** Opening INPUT DATA block **

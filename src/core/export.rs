//! Spreadsheet and CSV export.
//!
//! Workbooks are written as a minimal Office Open XML package: one zip entry
//! per part, inline strings instead of a shared-string table, no styles.

use crate::core::period::Period;
use crate::domain::model::Table;
use crate::utils::error::{KitError, Result};
use std::io::{Cursor, Write};
use std::path::{Path, PathBuf};
use zip::write::SimpleFileOptions;
use zip::{CompressionMethod, ZipWriter};

const MAX_SHEET_NAME: usize = 31;
const INVALID_SHEET_CHARS: &[char] = &['[', ']', ':', '*', '?', '/', '\\'];

#[derive(Debug, Clone, Default)]
pub struct Workbook {
    sheets: Vec<(String, Table)>,
}

impl Workbook {
    pub fn new() -> Self {
        Self::default()
    }

    /// Adds a sheet under a sanitised, workbook-unique name and returns it.
    pub fn add_sheet(&mut self, name: &str, table: Table) -> String {
        let base = sanitize_sheet_name(name, self.sheets.len() + 1);
        let mut candidate = base.clone();
        let mut n = 2;
        while self
            .sheets
            .iter()
            .any(|(existing, _)| existing.eq_ignore_ascii_case(&candidate))
        {
            let suffix = format!(" ({})", n);
            let keep = MAX_SHEET_NAME.saturating_sub(suffix.chars().count());
            candidate = format!("{}{}", truncate_chars(&base, keep), suffix);
            n += 1;
        }
        self.sheets.push((candidate.clone(), table));
        candidate
    }

    pub fn sheet_names(&self) -> Vec<&str> {
        self.sheets.iter().map(|(name, _)| name.as_str()).collect()
    }

    pub fn is_empty(&self) -> bool {
        self.sheets.is_empty()
    }

    pub fn to_xlsx_bytes(&self) -> Result<Vec<u8>> {
        if self.sheets.is_empty() {
            return Err(KitError::processing("A workbook needs at least one sheet"));
        }

        let options = SimpleFileOptions::default().compression_method(CompressionMethod::Deflated);
        let mut zip = ZipWriter::new(Cursor::new(Vec::new()));

        zip.start_file("[Content_Types].xml", options)?;
        zip.write_all(self.content_types_xml().as_bytes())?;

        zip.start_file("_rels/.rels", options)?;
        zip.write_all(ROOT_RELS.as_bytes())?;

        zip.start_file("xl/workbook.xml", options)?;
        zip.write_all(self.workbook_xml().as_bytes())?;

        zip.start_file("xl/_rels/workbook.xml.rels", options)?;
        zip.write_all(self.workbook_rels_xml().as_bytes())?;

        for (i, (_, table)) in self.sheets.iter().enumerate() {
            zip.start_file(format!("xl/worksheets/sheet{}.xml", i + 1), options)?;
            zip.write_all(worksheet_xml(table).as_bytes())?;
        }

        let cursor = zip.finish()?;
        Ok(cursor.into_inner())
    }

    pub fn write_xlsx(&self, path: &Path, overwrite: bool) -> Result<PathBuf> {
        ensure_writable(path, overwrite)?;
        let bytes = self.to_xlsx_bytes()?;
        std::fs::write(path, &bytes)?;
        tracing::debug!(
            "Wrote workbook {} ({} sheets, {} bytes)",
            path.display(),
            self.sheets.len(),
            bytes.len()
        );
        Ok(path.to_path_buf())
    }

    fn content_types_xml(&self) -> String {
        let mut xml = String::from(
            r#"<?xml version="1.0" encoding="UTF-8" standalone="yes"?>
<Types xmlns="http://schemas.openxmlformats.org/package/2006/content-types"><Default Extension="rels" ContentType="application/vnd.openxmlformats-package.relationships+xml"/><Default Extension="xml" ContentType="application/xml"/><Override PartName="/xl/workbook.xml" ContentType="application/vnd.openxmlformats-officedocument.spreadsheetml.sheet.main+xml"/>"#,
        );
        for i in 1..=self.sheets.len() {
            xml.push_str(&format!(
                r#"<Override PartName="/xl/worksheets/sheet{}.xml" ContentType="application/vnd.openxmlformats-officedocument.spreadsheetml.worksheet+xml"/>"#,
                i
            ));
        }
        xml.push_str("</Types>");
        xml
    }

    fn workbook_xml(&self) -> String {
        let mut xml = String::from(
            r#"<?xml version="1.0" encoding="UTF-8" standalone="yes"?>
<workbook xmlns="http://schemas.openxmlformats.org/spreadsheetml/2006/main" xmlns:r="http://schemas.openxmlformats.org/officeDocument/2006/relationships"><sheets>"#,
        );
        for (i, (name, _)) in self.sheets.iter().enumerate() {
            xml.push_str(&format!(
                r#"<sheet name="{}" sheetId="{}" r:id="rId{}"/>"#,
                escape_xml(name),
                i + 1,
                i + 1
            ));
        }
        xml.push_str("</sheets></workbook>");
        xml
    }

    fn workbook_rels_xml(&self) -> String {
        let mut xml = String::from(
            r#"<?xml version="1.0" encoding="UTF-8" standalone="yes"?>
<Relationships xmlns="http://schemas.openxmlformats.org/package/2006/relationships">"#,
        );
        for i in 1..=self.sheets.len() {
            xml.push_str(&format!(
                r#"<Relationship Id="rId{}" Type="http://schemas.openxmlformats.org/officeDocument/2006/relationships/worksheet" Target="worksheets/sheet{}.xml"/>"#,
                i, i
            ));
        }
        xml.push_str("</Relationships>");
        xml
    }
}

const ROOT_RELS: &str = r#"<?xml version="1.0" encoding="UTF-8" standalone="yes"?>
<Relationships xmlns="http://schemas.openxmlformats.org/package/2006/relationships"><Relationship Id="rId1" Type="http://schemas.openxmlformats.org/officeDocument/2006/relationships/officeDocument" Target="xl/workbook.xml"/></Relationships>"#;

fn worksheet_xml(table: &Table) -> String {
    let mut xml = String::from(
        r#"<?xml version="1.0" encoding="UTF-8" standalone="yes"?>
<worksheet xmlns="http://schemas.openxmlformats.org/spreadsheetml/2006/main"><sheetData>"#,
    );

    push_row(&mut xml, 1, table.headers.iter().map(|h| (h.as_str(), false)));
    for (i, row) in table.rows.iter().enumerate() {
        push_row(&mut xml, i + 2, row.iter().map(|cell| (cell.as_str(), true)));
    }

    xml.push_str("</sheetData></worksheet>");
    xml
}

/// `numeric_ok` is false for the header row so "2025" headers stay text.
fn push_row<'a>(xml: &mut String, row_number: usize, cells: impl Iterator<Item = (&'a str, bool)>) {
    xml.push_str(&format!(r#"<row r="{}">"#, row_number));
    for (col, (value, numeric_ok)) in cells.enumerate() {
        if value.is_empty() {
            continue;
        }
        let reference = format!("{}{}", column_letter(col), row_number);
        if numeric_ok && is_plain_number(value) {
            xml.push_str(&format!(r#"<c r="{}"><v>{}</v></c>"#, reference, value.trim()));
        } else {
            xml.push_str(&format!(
                r#"<c r="{}" t="inlineStr"><is><t xml:space="preserve">{}</t></is></c>"#,
                reference,
                escape_xml(value)
            ));
        }
    }
    xml.push_str("</row>");
}

/// 0 → A, 25 → Z, 26 → AA.
pub fn column_letter(index: usize) -> String {
    let mut n = index + 1;
    let mut letters = Vec::new();
    while n > 0 {
        let rem = (n - 1) % 26;
        letters.push((b'A' + rem as u8) as char);
        n = (n - 1) / 26;
    }
    letters.iter().rev().collect()
}

/// Decimal literals only. Leading zeros (ids, zip codes) and exponent forms stay text.
fn is_plain_number(value: &str) -> bool {
    let v = value.trim();
    if v.is_empty() || v != value {
        return false;
    }
    let digits = v.strip_prefix('-').unwrap_or(v);
    let (int_part, frac_part) = match digits.split_once('.') {
        Some((i, f)) => (i, Some(f)),
        None => (digits, None),
    };
    if int_part.is_empty() || !int_part.bytes().all(|b| b.is_ascii_digit()) {
        return false;
    }
    if int_part.len() > 1 && int_part.starts_with('0') {
        return false;
    }
    if int_part.len() > 15 {
        return false;
    }
    match frac_part {
        Some(f) => !f.is_empty() && f.bytes().all(|b| b.is_ascii_digit()),
        None => true,
    }
}

fn escape_xml(value: &str) -> String {
    let mut out = String::with_capacity(value.len());
    for ch in value.chars() {
        match ch {
            '&' => out.push_str("&amp;"),
            '<' => out.push_str("&lt;"),
            '>' => out.push_str("&gt;"),
            '"' => out.push_str("&quot;"),
            '\'' => out.push_str("&apos;"),
            '\t' | '\n' | '\r' => out.push(ch),
            c if c.is_control() => {}
            c => out.push(c),
        }
    }
    out
}

fn truncate_chars(value: &str, max: usize) -> String {
    value.chars().take(max).collect()
}

pub fn sanitize_sheet_name(name: &str, position: usize) -> String {
    let cleaned: String = name
        .chars()
        .filter(|c| !INVALID_SHEET_CHARS.contains(c) && !c.is_control())
        .collect();
    // Excel also rejects names wrapped in apostrophes.
    let cleaned = cleaned.trim().trim_matches('\'').trim();
    let truncated = truncate_chars(cleaned, MAX_SHEET_NAME);
    if truncated.is_empty() {
        format!("Sheet{}", position)
    } else {
        truncated.trim_end().to_string()
    }
}

fn ensure_writable(path: &Path, overwrite: bool) -> Result<()> {
    if path.exists() && !overwrite {
        return Err(KitError::OutputExists {
            path: path.display().to_string(),
        });
    }
    if let Some(parent) = path.parent() {
        if !parent.as_os_str().is_empty() {
            std::fs::create_dir_all(parent)?;
        }
    }
    Ok(())
}

pub fn write_csv(path: &Path, table: &Table, overwrite: bool) -> Result<PathBuf> {
    ensure_writable(path, overwrite)?;
    table.write_csv_path(path)?;
    tracing::debug!("Wrote {} rows to {}", table.len(), path.display());
    Ok(path.to_path_buf())
}

/// `<root>/<period>/<stem>_<period>.<ext>`
pub fn output_file_path(output_root: &Path, period: &Period, stem: &str, ext: &str) -> PathBuf {
    let token = period.to_string();
    output_root
        .join(&token)
        .join(format!("{}_{}.{}", stem, token, ext.trim_start_matches('.')))
}

#[cfg(test)]
mod tests {
    use super::*;
    use std::io::Read;
    use tempfile::TempDir;

    fn table(rows: &[&[&str]]) -> Table {
        let mut t = Table::new(rows[0].iter().map(|s| s.to_string()).collect());
        for row in &rows[1..] {
            t.rows.push(row.iter().map(|s| s.to_string()).collect());
        }
        t
    }

    #[test]
    fn test_column_letters() {
        assert_eq!(column_letter(0), "A");
        assert_eq!(column_letter(25), "Z");
        assert_eq!(column_letter(26), "AA");
        assert_eq!(column_letter(701), "ZZ");
        assert_eq!(column_letter(702), "AAA");
    }

    #[test]
    fn test_plain_numbers() {
        for v in ["0", "42", "-3", "3.14", "-0.5"] {
            assert!(is_plain_number(v), "{}", v);
        }
        let not_numbers = [
            "", "007", "1e5", "1.", ".5", " 4", "12a", "1,000", "2025-01-01", "1234567890123456",
        ];
        for v in not_numbers {
            assert!(!is_plain_number(v), "{}", v);
        }
    }

    #[test]
    fn test_sheet_names_are_sanitised_and_unique() {
        let mut wb = Workbook::new();
        assert_eq!(wb.add_sheet("Q1/Q2 [draft]?", Table::default()), "Q1Q2 draft");
        assert_eq!(wb.add_sheet("", Table::default()), "Sheet2");
        assert_eq!(wb.add_sheet("q1q2 draft", Table::default()), "q1q2 draft (2)");
        let long = "A very long sheet name that Excel would reject";
        let name = wb.add_sheet(long, Table::default());
        assert_eq!(name.chars().count(), 31);
        let again = wb.add_sheet(long, Table::default());
        assert!(again.ends_with(" (2)"));
        assert_eq!(again.chars().count(), 31);
    }

    #[test]
    fn test_escape_xml() {
        assert_eq!(escape_xml("a<b & \"c\"\u{1}"), "a&lt;b &amp; &quot;c&quot;");
    }

    #[test]
    fn test_worksheet_cells() {
        let xml = worksheet_xml(&table(&[&["id", "2025"], &["7", "x&y"], &["", "0012"]]));
        assert!(xml.contains(
            r#"<c r="B1" t="inlineStr"><is><t xml:space="preserve">2025</t></is></c>"#
        ));
        assert!(xml.contains(r#"<c r="A2"><v>7</v></c>"#));
        assert!(xml.contains("x&amp;y"));
        assert!(!xml.contains(r#"r="A3""#));
        assert!(xml.contains(
            r#"<c r="B3" t="inlineStr"><is><t xml:space="preserve">0012</t></is></c>"#
        ));
    }

    #[test]
    fn test_xlsx_package_layout() {
        let mut wb = Workbook::new();
        wb.add_sheet("Summary", table(&[&["a"], &["1"]]));
        wb.add_sheet("Detail", table(&[&["b"], &["2"]]));
        let bytes = wb.to_xlsx_bytes().unwrap();

        let mut archive = zip::ZipArchive::new(Cursor::new(bytes)).unwrap();
        for name in [
            "[Content_Types].xml",
            "_rels/.rels",
            "xl/workbook.xml",
            "xl/_rels/workbook.xml.rels",
            "xl/worksheets/sheet1.xml",
            "xl/worksheets/sheet2.xml",
        ] {
            assert!(archive.by_name(name).is_ok(), "missing {}", name);
        }

        let mut workbook = String::new();
        archive
            .by_name("xl/workbook.xml")
            .unwrap()
            .read_to_string(&mut workbook)
            .unwrap();
        assert!(workbook.contains(r#"<sheet name="Summary" sheetId="1" r:id="rId1"/>"#));
        assert!(workbook.contains(r#"<sheet name="Detail" sheetId="2" r:id="rId2"/>"#));
    }

    #[test]
    fn test_empty_workbook_is_rejected() {
        assert!(Workbook::new().to_xlsx_bytes().is_err());
    }

    #[test]
    fn test_overwrite_protection() {
        let temp_dir = TempDir::new().unwrap();
        let path = temp_dir.path().join("nested/out.csv");
        let t = table(&[&["a"], &["1"]]);

        write_csv(&path, &t, false).unwrap();
        assert!(matches!(
            write_csv(&path, &t, false),
            Err(KitError::OutputExists { .. })
        ));
        assert!(write_csv(&path, &t, true).is_ok());
    }

    #[test]
    fn test_output_file_path() {
        let period: Period = "2025_Q1".parse().unwrap();
        assert_eq!(
            output_file_path(Path::new("/out"), &period, "los_summary", ".xlsx"),
            PathBuf::from("/out/2025_Q1/los_summary_2025_Q1.xlsx")
        );
    }
}
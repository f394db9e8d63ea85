use crate::domain::ports::Storage;
use crate::utils::error::Result;
use std::fs;
use std::path::{Path, PathBuf};

#[derive(Debug, Clone)]
pub struct LocalStorage {
    base_path: PathBuf,
}

impl LocalStorage {
    pub fn new<P: Into<PathBuf>>(base_path: P) -> Self {
        Self {
            base_path: base_path.into(),
        }
    }

    pub fn base_path(&self) -> &Path {
        &self.base_path
    }

    fn resolve(&self, path: &str) -> PathBuf {
        self.base_path.join(path)
    }
}

impl Storage for LocalStorage {
    fn read_file(&self, path: &str) -> Result<Vec<u8>> {
        let data = fs::read(self.resolve(path))?;
        Ok(data)
    }

    fn write_file(&self, path: &str, data: &[u8]) -> Result<PathBuf> {
        let full_path = self.resolve(path);

        if let Some(parent) = full_path.parent() {
            fs::create_dir_all(parent)?;
        }

        fs::write(&full_path, data)?;
        Ok(full_path)
    }

    fn exists(&self, path: &str) -> bool {
        self.resolve(path).exists()
    }
}
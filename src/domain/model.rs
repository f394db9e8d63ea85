use crate::utils::error::{KitError, Result};
use serde::{Deserialize, Serialize};
use std::io::{Read, Write};
use std::path::Path;

/// Header row plus string cells. Every row has exactly `headers.len()` cells.
#[derive(Debug, Clone, Default, PartialEq, Serialize, Deserialize)]
pub struct Table {
    pub headers: Vec<String>,
    pub rows: Vec<Vec<String>>,
}

/// A row-level problem surfaced by a step without failing the whole run.
/// `row` is 1-based and counts data rows only.
#[derive(Debug, Clone, PartialEq, Serialize, Deserialize)]
pub struct RowWarning {
    pub row: usize,
    pub column: String,
    pub value: String,
    pub message: String,
}

#[derive(Debug, Clone)]
pub struct StepOutcome {
    pub table: Table,
    pub warnings: Vec<RowWarning>,
}

impl Table {
    pub fn new(headers: Vec<String>) -> Self {
        Self {
            headers,
            rows: Vec::new(),
        }
    }

    pub fn from_csv_path<P: AsRef<Path>>(path: P) -> Result<Self> {
        let file = std::fs::File::open(path.as_ref())?;
        Self::from_reader(file)
    }

    pub fn from_reader<R: Read>(reader: R) -> Result<Self> {
        let mut rdr = csv::ReaderBuilder::new()
            .flexible(true)
            .has_headers(true)
            .from_reader(reader);

        let headers: Vec<String> = rdr
            .headers()?
            .iter()
            .map(|h| h.trim_start_matches('\u{feff}').to_string())
            .collect();
        if headers.is_empty() || headers.iter().all(|h| h.trim().is_empty()) {
            return Err(KitError::processing("CSV input has no header row"));
        }

        let width = headers.len();
        let mut rows = Vec::new();
        for record in rdr.records() {
            let record = record?;
            let mut row: Vec<String> = record.iter().map(str::to_string).collect();
            if row.len() > width {
                tracing::warn!(
                    "Row {} has {} cells but only {} columns; extra cells dropped",
                    rows.len() + 1,
                    row.len(),
                    width
                );
            }
            row.resize(width, String::new());
            rows.push(row);
        }

        tracing::debug!("Read {} rows x {} columns", rows.len(), width);
        Ok(Self { headers, rows })
    }

    pub fn to_csv_writer<W: Write>(&self, writer: W) -> Result<()> {
        let mut wtr = csv::Writer::from_writer(writer);
        wtr.write_record(&self.headers)?;
        for row in &self.rows {
            wtr.write_record(row)?;
        }
        wtr.flush()?;
        Ok(())
    }

    /// Writes the table as CSV, creating parent folders. Replaces any existing file.
    pub fn write_csv_path<P: AsRef<Path>>(&self, path: P) -> Result<()> {
        let path = path.as_ref();
        if let Some(parent) = path.parent() {
            if !parent.as_os_str().is_empty() {
                std::fs::create_dir_all(parent)?;
            }
        }
        let file = std::fs::File::create(path)?;
        self.to_csv_writer(std::io::BufWriter::new(file))
    }

    pub fn to_csv_string(&self) -> Result<String> {
        let mut buf = Vec::new();
        self.to_csv_writer(&mut buf)?;
        String::from_utf8(buf).map_err(|e| KitError::processing(e.to_string()))
    }

    pub fn len(&self) -> usize {
        self.rows.len()
    }

    pub fn is_empty(&self) -> bool {
        self.rows.is_empty()
    }

    /// Exact header match first, then case- and whitespace-insensitive.
    pub fn column_index(&self, name: &str) -> Result<usize> {
        if let Some(idx) = self.headers.iter().position(|h| h == name) {
            return Ok(idx);
        }
        let wanted = name.trim().to_lowercase();
        self.headers
            .iter()
            .position(|h| h.trim().to_lowercase() == wanted)
            .ok_or_else(|| KitError::ColumnNotFound {
                column: name.to_string(),
                available: self.headers.clone(),
            })
    }

    pub fn column_values(&self, name: &str) -> Result<Vec<&str>> {
        let idx = self.column_index(name)?;
        Ok(self.rows.iter().map(|row| row[idx].as_str()).collect())
    }

    /// Replaces the column if it exists, otherwise appends it.
    pub fn set_column(&mut self, name: &str, values: Vec<String>) -> Result<()> {
        if values.len() != self.rows.len() {
            return Err(KitError::processing(format!(
                "Column '{}' has {} values but the table has {} rows",
                name,
                values.len(),
                self.rows.len()
            )));
        }

        match self.headers.iter().position(|h| h == name) {
            Some(idx) => {
                for (row, value) in self.rows.iter_mut().zip(values) {
                    row[idx] = value;
                }
            }
            None => {
                self.headers.push(name.to_string());
                for (row, value) in self.rows.iter_mut().zip(values) {
                    row.push(value);
                }
            }
        }
        Ok(())
    }

    /// snake_case headers, unique within the table.
    pub fn clean_column_names(&mut self) {
        let mut seen: Vec<String> = Vec::with_capacity(self.headers.len());
        for header in self.headers.iter_mut() {
            let base = clean_name(header);
            let mut candidate = base.clone();
            let mut n = 2;
            while seen.contains(&candidate) {
                candidate = format!("{}_{}", base, n);
                n += 1;
            }
            seen.push(candidate.clone());
            *header = candidate;
        }
    }
}

fn clean_name(raw: &str) -> String {
    let mut out = String::with_capacity(raw.len());
    let mut pending_sep = false;
    let mut prev_lower = false;

    for ch in raw.trim().chars() {
        if ch.is_alphanumeric() {
            // camelCase boundary
            if ch.is_uppercase() && prev_lower {
                pending_sep = true;
            }
            if pending_sep && !out.is_empty() {
                out.push('_');
            }
            pending_sep = false;
            prev_lower = ch.is_lowercase() || ch.is_numeric();
            out.extend(ch.to_lowercase());
        } else {
            pending_sep = true;
            prev_lower = false;
        }
    }

    if out.is_empty() {
        return "x".to_string();
    }
    if out.starts_with(|c: char| c.is_ascii_digit()) {
        out.insert_str(0, "x");
    }
    out
}

#[cfg(test)]
mod tests {
    use super::*;

    fn sample() -> Table {
        Table::from_reader("Person ID,Admit Date\n1,2025-01-02\n2,2025-02-03\n".as_bytes()).unwrap()
    }

    #[test]
    fn test_from_reader_pads_short_rows() {
        let table = Table::from_reader("a,b,c\n1,2\n".as_bytes()).unwrap();
        assert_eq!(table.rows[0], vec!["1", "2", ""]);
    }

    #[test]
    fn test_from_reader_strips_bom() {
        let table = Table::from_reader("\u{feff}id,name\n1,x\n".as_bytes()).unwrap();
        assert_eq!(table.headers[0], "id");
    }

    #[test]
    fn test_column_index_falls_back_to_case_insensitive() {
        let table = sample();
        assert_eq!(table.column_index("Admit Date").unwrap(), 1);
        assert_eq!(table.column_index(" admit date ").unwrap(), 1);
        assert!(matches!(
            table.column_index("discharge"),
            Err(KitError::ColumnNotFound { .. })
        ));
    }

    #[test]
    fn test_set_column_appends_then_replaces() {
        let mut table = sample();
        table
            .set_column("flag", vec!["y".to_string(), "n".to_string()])
            .unwrap();
        assert_eq!(table.headers.len(), 3);
        table
            .set_column("flag", vec!["n".to_string(), "y".to_string()])
            .unwrap();
        assert_eq!(table.headers.len(), 3);
        assert_eq!(table.rows[0][2], "n");

        assert!(table.set_column("short", vec!["1".to_string()]).is_err());
    }

    #[test]
    fn test_clean_column_names() {
        let mut table = Table::new(vec![
            "Person ID".to_string(),
            "admitDate".to_string(),
            "% Change (YoY)".to_string(),
            "2025 Total".to_string(),
            "".to_string(),
            "person_id".to_string(),
        ]);
        table.clean_column_names();
        assert_eq!(
            table.headers,
            vec![
                "person_id",
                "admit_date",
                "change_yo_y",
                "x2025_total",
                "x",
                "person_id_2"
            ]
        );
    }

    #[test]
    fn test_csv_string_round_trips_quotes() {
        let mut table = Table::new(vec!["note".to_string()]);
        table.rows.push(vec!["said \"hi\", left".to_string()]);
        let text = table.to_csv_string().unwrap();
        let back = Table::from_reader(text.as_bytes()).unwrap();
        assert_eq!(back, table);
    }

    #[test]
    fn test_write_csv_path_creates_folders() {
        let temp_dir = tempfile::TempDir::new().unwrap();
        let path = temp_dir.path().join("output/2025_Q1/clean.csv");
        let table = Table::from_reader("id,note\n1,\"a, b\"\n".as_bytes()).unwrap();

        table.write_csv_path(&path).unwrap();
        assert_eq!(Table::from_csv_path(&path).unwrap(), table);

        Table::new(vec!["id".to_string()]).write_csv_path(&path).unwrap();
        assert_eq!(std::fs::read_to_string(&path).unwrap(), "id\n");
    }
}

** Closing INPUT DATA block **

• [WHAT IS REQUIRED] Your reply should be one number, the count of lines in the data that include the word "long".

• [EXERCISE OUTPUT] 3